=== DATA UNDER STUDY ===

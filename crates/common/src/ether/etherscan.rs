//! Etherscan contract metadata source.

use alloy::primitives::Address;
use async_trait::async_trait;
use eyre::{eyre, OptionExt, Result};
use serde_json::Value;
use tracing::trace;

use super::sources::{AbiSource, ContractRecord};
use crate::{
    constants::{DEFAULT_ETHERSCAN_BASE_URL, HTTP_TIMEOUT_SECS},
    error::SourceError,
    utils::http::get_json_from_url,
};

/// Sentinel Etherscan returns in the `ABI` field for unverified contracts.
const NOT_VERIFIED: &str = "Contract source code not verified";

/// Fetches verified-contract records from the Etherscan
/// `contract.getsourcecode` endpoint.
pub struct Etherscan {
    api_key: String,
    base_url: String,
}

impl Etherscan {
    /// Creates a source against the default Etherscan API.
    pub fn new(api_key: impl ToString) -> Self {
        Self::with_base_url(api_key, DEFAULT_ETHERSCAN_BASE_URL)
    }

    /// Creates a source against a custom Etherscan-compatible API, e.g. a
    /// chain-specific explorer.
    pub fn with_base_url(api_key: impl ToString, base_url: impl ToString) -> Self {
        Self {
            api_key: api_key.to_string(),
            base_url: base_url.to_string().trim_end_matches('/').to_string(),
        }
    }
}

#[async_trait]
impl AbiSource for Etherscan {
    fn name(&self) -> &'static str {
        "etherscan"
    }

    async fn get_contract(
        &self,
        address: Address,
    ) -> Result<Option<ContractRecord>, SourceError> {
        let url = format!(
            "{}/api?module=contract&action=getsourcecode&address={}&apikey={}",
            self.base_url, address, self.api_key
        );

        trace!("fetching contract record for {} from etherscan", address);

        let response = get_json_from_url(&url, HTTP_TIMEOUT_SECS)
            .await
            .map_err(|e| SourceError::new(self.name(), address, e))?
            .ok_or_else(|| {
                SourceError::new(self.name(), address, eyre!("no response from etherscan"))
            })?;

        parse_getsourcecode_response(&response)
            .map_err(|e| SourceError::new(self.name(), address, e))
    }
}

/// Walks a `getsourcecode` response body. `Ok(None)` is the unverified /
/// no-record outcome; a malformed body is an error.
fn parse_getsourcecode_response(response: &Value) -> Result<Option<ContractRecord>> {
    let status = response.get("status").and_then(|s| s.as_str()).unwrap_or("0");
    if status != "1" {
        let message = response
            .get("result")
            .and_then(|r| r.as_str())
            .or_else(|| response.get("message").and_then(|m| m.as_str()))
            .unwrap_or("unknown etherscan error");
        if message.contains(NOT_VERIFIED) {
            return Ok(None);
        }
        return Err(eyre!("etherscan error: {message}"));
    }

    let item = response
        .get("result")
        .and_then(|r| r.as_array())
        .and_then(|items| items.first())
        .ok_or_eyre("error parsing contract record from etherscan")?;

    let abi_text =
        item.get("ABI").and_then(|a| a.as_str()).ok_or_eyre("etherscan record has no ABI")?;
    if abi_text.contains(NOT_VERIFIED) {
        return Ok(None);
    }
    let abi: Value = serde_json::from_str(abi_text)?;

    let field = |key: &str| {
        item.get(key).and_then(|v| v.as_str()).map(|v| v.to_string()).unwrap_or_default()
    };

    Ok(Some(ContractRecord {
        abi,
        name: field("ContractName"),
        evm_version: field("EVMVersion"),
        compiler_version: field("CompilerVersion"),
        runs: item.get("Runs").and_then(|r| r.as_str()).and_then(|r| r.parse().ok()).unwrap_or(0),
    }))
}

===

_TASK INSTRUCTIONS:_
Type out each entry above again, exactly.

_THE COMPLETED TASK:_
filename crates/common/src/ether/etherscan.rs
//! Etherscan contract metadata source.

use alloy::primitives::Address;
use async_trait::async_trait;
use eyre::{eyre, OptionExt, Result};
use serde_json::Value;
use tracing::trace;

use super::sources::{AbiSource, ContractRecord};
use crate::{
    constants::{DEFAULT_ETHERSCAN_BASE_URL, HTTP_TIMEOUT_SECS},
    error::SourceError,
    utils::http::get_json_from_url,
};

/// Sentinel Etherscan returns in the `ABI` field for unverified contracts.
const NOT_VERIFIED: &str = "Contract source code not verified";

/// Fetches verified-contract records from the Etherscan
/// `contract.getsourcecode` endpoint.
pub struct Etherscan {
    api_key: String,
    base_url: String,
}

impl Etherscan {
    /// Creates a source against the default Etherscan API.
    pub fn new(api_key: impl ToString) -> Self {
        Self::with_base_url(api_key, DEFAULT_ETHERSCAN_BASE_URL)
    }

    /// Creates a source against a custom Etherscan-compatible API, e.g. a
    /// chain-specific explorer.
    pub fn with_base_url(api_key: impl ToString, base_url: impl ToString) -> Self {
        Self {
            api_key: api_key.to_string(),
            base_url: base_url.to_string().trim_end_matches('/').to_string(),
        }
    }
}

#[async_trait]
impl AbiSource for Etherscan {
    fn name(&self) -> &'static str {
        "etherscan"
    }

    async fn get_contract(
        &self,
        address: Address,
    ) -> Result<Option<ContractRecord>, SourceError> {
        let url = format!(
            "{}/api?module=contract&action=getsourcecode&address={}&apikey={}",
            self.base_url, address, self.api_key
        );

        trace!("fetching contract record for {} from etherscan", address);

        let response = get_json_from_url(&url, HTTP_TIMEOUT_SECS)
            .await
            .map_err(|e| SourceError::new(self.name(), address, e))?
            .ok_or_else(|| {
                SourceError::new(self.name(), address, eyre!("no response from etherscan"))
            })?;

        parse_getsourcecode_response(&response)
            .map_err(|e| SourceError::new(self.name(), address, e))
    }
}

/// Walks a `getsourcecode` response body. `Ok(None)` is the unverified /
/// no-record outcome; a malformed body is an error.
fn parse_getsourcecode_response(response: &Value) -> Result<Option<ContractRecord>> {
    let status = response.get("status").and_then(|s| s.as_str()).unwrap_or("0");
    if status != "1" {
        let message = response
            .get("result")
            .and_then(|r| r.as_str())
            .or_else(|| response.get("message").and_then(|m| m.as_str()))
            .unwrap_or("unknown etherscan error");
        if message.contains(NOT_VERIFIED) {
            return Ok(None);
        }
        return Err(eyre!("etherscan error: {message}"));
    }

    let item = response
        .get("result")
        .and_then(|r| r.as_array())
        .and_then(|items| items.first())
        .ok_or_eyre("error parsing contract record from etherscan")?;

    let abi_text =
        item.get("ABI").and_then(|a| a.as_str()).ok_or_eyre("etherscan record has no ABI")?;
    if abi_text.contains(NOT_VERIFIED) {
        return Ok(None);
    }
    let abi: Value = serde_json::from_str(abi_text)?;

    let field = |key: &str| {
        item.get(key).and_then(|v| v.as_str()).map(|v| v.to_string()).unwrap_or_default()
    };

    Ok(Some(ContractRecord {
        abi,
        name: field("ContractName"),
        evm_version: field("EVMVersion"),
        compiler_version: field("CompilerVersion"),
        runs: item.get("Runs").and_then(|r| r.as_str()).and_then(|r| r.parse().ok()).unwrap_or(0),
    }))
}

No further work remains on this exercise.